*THE TASK*
Below are some entries. Repeat exactly the lines from the one with "pub fn evaluate(&mut" through the one with "let opponent = player.opponent();", and only those.
DATA PROVIDED START
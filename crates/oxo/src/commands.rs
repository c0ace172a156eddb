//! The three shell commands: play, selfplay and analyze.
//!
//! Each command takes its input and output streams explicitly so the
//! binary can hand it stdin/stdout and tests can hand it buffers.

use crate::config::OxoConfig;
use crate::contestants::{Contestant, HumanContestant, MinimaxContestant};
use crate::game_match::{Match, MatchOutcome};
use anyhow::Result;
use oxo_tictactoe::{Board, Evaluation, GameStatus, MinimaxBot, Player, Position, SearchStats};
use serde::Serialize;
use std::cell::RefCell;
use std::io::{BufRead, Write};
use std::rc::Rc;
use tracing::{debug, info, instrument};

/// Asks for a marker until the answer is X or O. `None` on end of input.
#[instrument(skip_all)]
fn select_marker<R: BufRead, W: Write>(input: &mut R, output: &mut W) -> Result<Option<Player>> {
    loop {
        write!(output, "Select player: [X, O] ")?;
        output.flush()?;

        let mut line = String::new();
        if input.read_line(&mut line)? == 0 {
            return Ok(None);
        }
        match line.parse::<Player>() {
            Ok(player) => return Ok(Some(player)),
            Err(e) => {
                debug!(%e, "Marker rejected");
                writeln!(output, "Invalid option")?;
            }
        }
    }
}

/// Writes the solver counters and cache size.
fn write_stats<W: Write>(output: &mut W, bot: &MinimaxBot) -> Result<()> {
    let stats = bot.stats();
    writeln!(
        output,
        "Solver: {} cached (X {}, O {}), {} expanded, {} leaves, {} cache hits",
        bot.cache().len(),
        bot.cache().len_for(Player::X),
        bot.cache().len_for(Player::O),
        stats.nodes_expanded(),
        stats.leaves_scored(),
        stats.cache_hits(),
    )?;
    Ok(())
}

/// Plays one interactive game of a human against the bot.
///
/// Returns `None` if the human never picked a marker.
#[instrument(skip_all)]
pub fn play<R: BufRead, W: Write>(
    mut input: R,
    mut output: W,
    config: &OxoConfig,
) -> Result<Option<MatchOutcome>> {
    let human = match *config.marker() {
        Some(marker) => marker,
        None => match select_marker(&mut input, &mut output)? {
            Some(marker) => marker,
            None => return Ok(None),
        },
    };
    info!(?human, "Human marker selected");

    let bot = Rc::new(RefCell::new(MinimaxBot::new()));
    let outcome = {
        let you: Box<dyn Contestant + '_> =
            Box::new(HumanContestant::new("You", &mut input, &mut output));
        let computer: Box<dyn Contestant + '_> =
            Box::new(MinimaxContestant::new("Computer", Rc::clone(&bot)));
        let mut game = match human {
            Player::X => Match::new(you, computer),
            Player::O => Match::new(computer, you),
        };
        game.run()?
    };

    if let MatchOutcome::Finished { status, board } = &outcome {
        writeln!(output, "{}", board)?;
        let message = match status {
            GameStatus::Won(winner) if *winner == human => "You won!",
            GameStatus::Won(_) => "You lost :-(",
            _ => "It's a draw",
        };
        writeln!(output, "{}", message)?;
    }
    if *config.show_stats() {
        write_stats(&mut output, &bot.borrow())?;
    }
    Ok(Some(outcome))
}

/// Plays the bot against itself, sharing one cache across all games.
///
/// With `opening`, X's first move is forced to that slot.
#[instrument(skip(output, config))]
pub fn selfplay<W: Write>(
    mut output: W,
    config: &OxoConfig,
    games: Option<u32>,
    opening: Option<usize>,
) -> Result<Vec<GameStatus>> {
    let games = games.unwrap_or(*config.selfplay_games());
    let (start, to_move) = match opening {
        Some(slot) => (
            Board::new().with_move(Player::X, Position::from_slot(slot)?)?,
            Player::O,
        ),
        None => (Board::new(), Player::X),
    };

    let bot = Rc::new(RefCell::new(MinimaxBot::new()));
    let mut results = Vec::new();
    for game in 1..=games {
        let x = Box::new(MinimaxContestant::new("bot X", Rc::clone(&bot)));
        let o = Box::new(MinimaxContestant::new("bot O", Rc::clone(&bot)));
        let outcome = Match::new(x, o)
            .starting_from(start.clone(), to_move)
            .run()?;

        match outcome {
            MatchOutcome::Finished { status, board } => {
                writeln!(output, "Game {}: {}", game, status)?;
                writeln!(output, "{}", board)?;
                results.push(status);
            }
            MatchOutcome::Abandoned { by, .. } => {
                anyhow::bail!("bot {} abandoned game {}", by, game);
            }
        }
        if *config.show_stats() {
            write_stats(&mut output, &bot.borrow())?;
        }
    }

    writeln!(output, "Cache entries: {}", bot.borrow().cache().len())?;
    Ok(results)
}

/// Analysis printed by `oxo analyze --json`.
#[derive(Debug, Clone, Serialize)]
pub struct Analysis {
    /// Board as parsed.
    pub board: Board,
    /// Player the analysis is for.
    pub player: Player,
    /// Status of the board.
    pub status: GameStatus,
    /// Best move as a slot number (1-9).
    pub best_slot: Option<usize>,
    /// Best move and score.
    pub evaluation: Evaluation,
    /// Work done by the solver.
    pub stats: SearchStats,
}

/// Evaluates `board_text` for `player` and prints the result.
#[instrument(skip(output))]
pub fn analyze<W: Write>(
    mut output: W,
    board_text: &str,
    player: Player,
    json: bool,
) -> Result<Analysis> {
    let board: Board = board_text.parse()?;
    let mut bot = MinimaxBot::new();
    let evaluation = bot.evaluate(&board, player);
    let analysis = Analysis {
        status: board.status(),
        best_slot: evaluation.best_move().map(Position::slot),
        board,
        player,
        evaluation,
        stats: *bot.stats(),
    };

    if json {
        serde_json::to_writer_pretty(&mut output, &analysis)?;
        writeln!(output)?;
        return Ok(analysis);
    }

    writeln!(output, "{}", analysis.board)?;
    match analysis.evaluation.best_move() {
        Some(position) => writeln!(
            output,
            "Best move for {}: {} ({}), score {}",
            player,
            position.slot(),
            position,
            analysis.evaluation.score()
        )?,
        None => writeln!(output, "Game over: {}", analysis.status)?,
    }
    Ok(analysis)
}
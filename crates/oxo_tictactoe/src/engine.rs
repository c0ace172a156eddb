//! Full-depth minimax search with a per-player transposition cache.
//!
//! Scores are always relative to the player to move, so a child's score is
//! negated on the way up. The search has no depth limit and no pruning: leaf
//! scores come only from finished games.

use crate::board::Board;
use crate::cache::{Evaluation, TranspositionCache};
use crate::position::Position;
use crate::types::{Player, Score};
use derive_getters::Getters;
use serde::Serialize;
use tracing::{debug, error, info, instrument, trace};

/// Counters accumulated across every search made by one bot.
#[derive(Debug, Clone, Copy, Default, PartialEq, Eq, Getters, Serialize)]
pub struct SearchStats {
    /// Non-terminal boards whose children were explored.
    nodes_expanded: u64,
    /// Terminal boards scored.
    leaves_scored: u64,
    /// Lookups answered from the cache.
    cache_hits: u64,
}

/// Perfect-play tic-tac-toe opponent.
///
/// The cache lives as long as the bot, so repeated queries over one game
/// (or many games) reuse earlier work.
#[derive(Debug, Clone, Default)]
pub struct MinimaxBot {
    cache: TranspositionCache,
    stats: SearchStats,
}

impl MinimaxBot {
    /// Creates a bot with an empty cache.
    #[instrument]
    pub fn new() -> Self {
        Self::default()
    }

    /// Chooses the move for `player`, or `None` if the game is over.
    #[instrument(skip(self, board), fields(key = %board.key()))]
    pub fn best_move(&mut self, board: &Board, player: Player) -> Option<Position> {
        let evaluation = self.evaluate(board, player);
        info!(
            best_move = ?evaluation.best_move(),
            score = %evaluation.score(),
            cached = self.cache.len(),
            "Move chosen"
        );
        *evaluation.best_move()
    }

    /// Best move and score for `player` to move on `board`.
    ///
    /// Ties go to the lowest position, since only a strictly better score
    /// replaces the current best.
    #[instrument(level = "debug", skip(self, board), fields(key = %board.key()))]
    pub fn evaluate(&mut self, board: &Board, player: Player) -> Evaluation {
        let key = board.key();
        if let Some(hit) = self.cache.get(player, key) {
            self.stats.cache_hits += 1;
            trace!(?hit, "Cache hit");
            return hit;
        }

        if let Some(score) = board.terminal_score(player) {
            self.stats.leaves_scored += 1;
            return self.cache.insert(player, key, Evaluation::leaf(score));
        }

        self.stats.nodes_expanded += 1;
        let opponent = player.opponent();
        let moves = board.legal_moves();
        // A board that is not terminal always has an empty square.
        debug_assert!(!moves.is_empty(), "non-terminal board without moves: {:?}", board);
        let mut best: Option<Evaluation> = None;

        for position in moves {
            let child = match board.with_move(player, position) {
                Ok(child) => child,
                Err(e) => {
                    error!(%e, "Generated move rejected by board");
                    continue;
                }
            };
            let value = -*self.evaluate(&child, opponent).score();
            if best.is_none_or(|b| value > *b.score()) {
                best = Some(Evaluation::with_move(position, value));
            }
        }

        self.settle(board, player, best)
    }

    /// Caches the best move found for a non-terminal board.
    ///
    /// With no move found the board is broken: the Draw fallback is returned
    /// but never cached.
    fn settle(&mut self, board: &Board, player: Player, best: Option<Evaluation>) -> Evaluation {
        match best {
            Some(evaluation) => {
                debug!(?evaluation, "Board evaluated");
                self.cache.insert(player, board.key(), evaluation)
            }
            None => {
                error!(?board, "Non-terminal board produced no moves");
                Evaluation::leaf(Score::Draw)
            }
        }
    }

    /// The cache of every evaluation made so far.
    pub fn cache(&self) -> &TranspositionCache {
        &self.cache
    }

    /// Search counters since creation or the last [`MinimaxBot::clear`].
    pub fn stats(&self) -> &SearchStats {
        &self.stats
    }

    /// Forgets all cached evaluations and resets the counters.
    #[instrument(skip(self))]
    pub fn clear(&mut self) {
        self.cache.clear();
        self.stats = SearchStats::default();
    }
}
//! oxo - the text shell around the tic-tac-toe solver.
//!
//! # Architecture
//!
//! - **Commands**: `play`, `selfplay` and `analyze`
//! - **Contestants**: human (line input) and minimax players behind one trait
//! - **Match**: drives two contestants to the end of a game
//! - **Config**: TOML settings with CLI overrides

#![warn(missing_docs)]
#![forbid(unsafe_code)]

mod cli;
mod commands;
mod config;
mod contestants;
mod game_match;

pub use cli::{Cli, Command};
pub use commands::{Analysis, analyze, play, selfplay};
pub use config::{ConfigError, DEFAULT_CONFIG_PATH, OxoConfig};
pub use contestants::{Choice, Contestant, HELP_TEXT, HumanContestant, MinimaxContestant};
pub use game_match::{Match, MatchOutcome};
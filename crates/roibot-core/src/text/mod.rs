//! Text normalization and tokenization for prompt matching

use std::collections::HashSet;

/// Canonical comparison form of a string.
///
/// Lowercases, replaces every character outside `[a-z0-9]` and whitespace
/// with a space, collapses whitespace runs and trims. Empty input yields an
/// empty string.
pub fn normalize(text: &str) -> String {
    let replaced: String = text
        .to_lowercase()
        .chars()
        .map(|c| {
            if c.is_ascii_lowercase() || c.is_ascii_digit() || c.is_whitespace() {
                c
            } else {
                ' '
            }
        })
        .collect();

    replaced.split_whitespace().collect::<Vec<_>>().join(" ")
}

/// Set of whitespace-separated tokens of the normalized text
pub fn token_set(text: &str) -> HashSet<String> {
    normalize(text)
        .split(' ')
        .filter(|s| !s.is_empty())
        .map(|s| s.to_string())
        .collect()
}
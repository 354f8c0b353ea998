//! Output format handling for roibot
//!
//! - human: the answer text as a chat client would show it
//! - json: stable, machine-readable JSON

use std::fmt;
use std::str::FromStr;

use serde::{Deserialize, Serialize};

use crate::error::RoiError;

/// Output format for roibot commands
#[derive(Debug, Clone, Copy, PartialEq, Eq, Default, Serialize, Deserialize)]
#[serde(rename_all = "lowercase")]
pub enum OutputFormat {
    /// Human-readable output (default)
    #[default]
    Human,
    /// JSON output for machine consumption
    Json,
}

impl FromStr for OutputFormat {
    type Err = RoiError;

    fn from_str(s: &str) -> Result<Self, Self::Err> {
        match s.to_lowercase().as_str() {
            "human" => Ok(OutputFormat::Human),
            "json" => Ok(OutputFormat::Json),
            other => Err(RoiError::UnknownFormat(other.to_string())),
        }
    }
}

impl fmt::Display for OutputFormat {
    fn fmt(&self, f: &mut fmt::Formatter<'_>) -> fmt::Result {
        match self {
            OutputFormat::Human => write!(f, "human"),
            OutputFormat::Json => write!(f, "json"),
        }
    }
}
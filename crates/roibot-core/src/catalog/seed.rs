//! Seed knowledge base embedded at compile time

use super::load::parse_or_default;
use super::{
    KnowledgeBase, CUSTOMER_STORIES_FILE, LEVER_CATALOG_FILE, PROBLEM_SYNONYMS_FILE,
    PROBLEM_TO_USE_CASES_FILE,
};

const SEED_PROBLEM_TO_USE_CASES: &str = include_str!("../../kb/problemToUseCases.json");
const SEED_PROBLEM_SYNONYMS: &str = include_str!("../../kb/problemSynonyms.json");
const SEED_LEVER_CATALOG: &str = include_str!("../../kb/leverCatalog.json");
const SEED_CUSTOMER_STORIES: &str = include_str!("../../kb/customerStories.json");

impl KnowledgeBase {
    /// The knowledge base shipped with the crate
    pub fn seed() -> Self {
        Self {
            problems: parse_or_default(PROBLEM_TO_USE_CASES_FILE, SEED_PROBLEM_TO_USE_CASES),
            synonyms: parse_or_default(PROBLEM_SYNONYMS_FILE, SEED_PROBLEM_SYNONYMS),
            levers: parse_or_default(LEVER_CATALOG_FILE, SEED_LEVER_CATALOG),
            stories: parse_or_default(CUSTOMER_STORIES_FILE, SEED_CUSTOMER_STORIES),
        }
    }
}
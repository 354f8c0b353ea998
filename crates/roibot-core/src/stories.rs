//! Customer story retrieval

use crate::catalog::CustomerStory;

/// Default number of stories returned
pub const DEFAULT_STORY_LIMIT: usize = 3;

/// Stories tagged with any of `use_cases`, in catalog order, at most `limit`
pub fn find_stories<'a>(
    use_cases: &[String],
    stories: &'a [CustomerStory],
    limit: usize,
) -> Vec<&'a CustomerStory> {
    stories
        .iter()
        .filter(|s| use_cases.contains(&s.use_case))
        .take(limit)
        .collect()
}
DATA PROVIDED END
*ANSWER TO THIS EXERCISE*
    pub fn evaluate(&mut self, board: &Board, player: Player) -> Evaluation {
        let key = board.key();
        if let Some(hit) = self.cache.get(player, key) {
            self.stats.cache_hits += 1;
            trace!(?hit, "Cache hit");
            return hit;
        }

        if let Some(score) = board.terminal_score(player) {
            self.stats.leaves_scored += 1;
            return self.cache.insert(player, key, Evaluation::leaf(score));
        }

        self.stats.nodes_expanded += 1;
        let opponent = player.opponent();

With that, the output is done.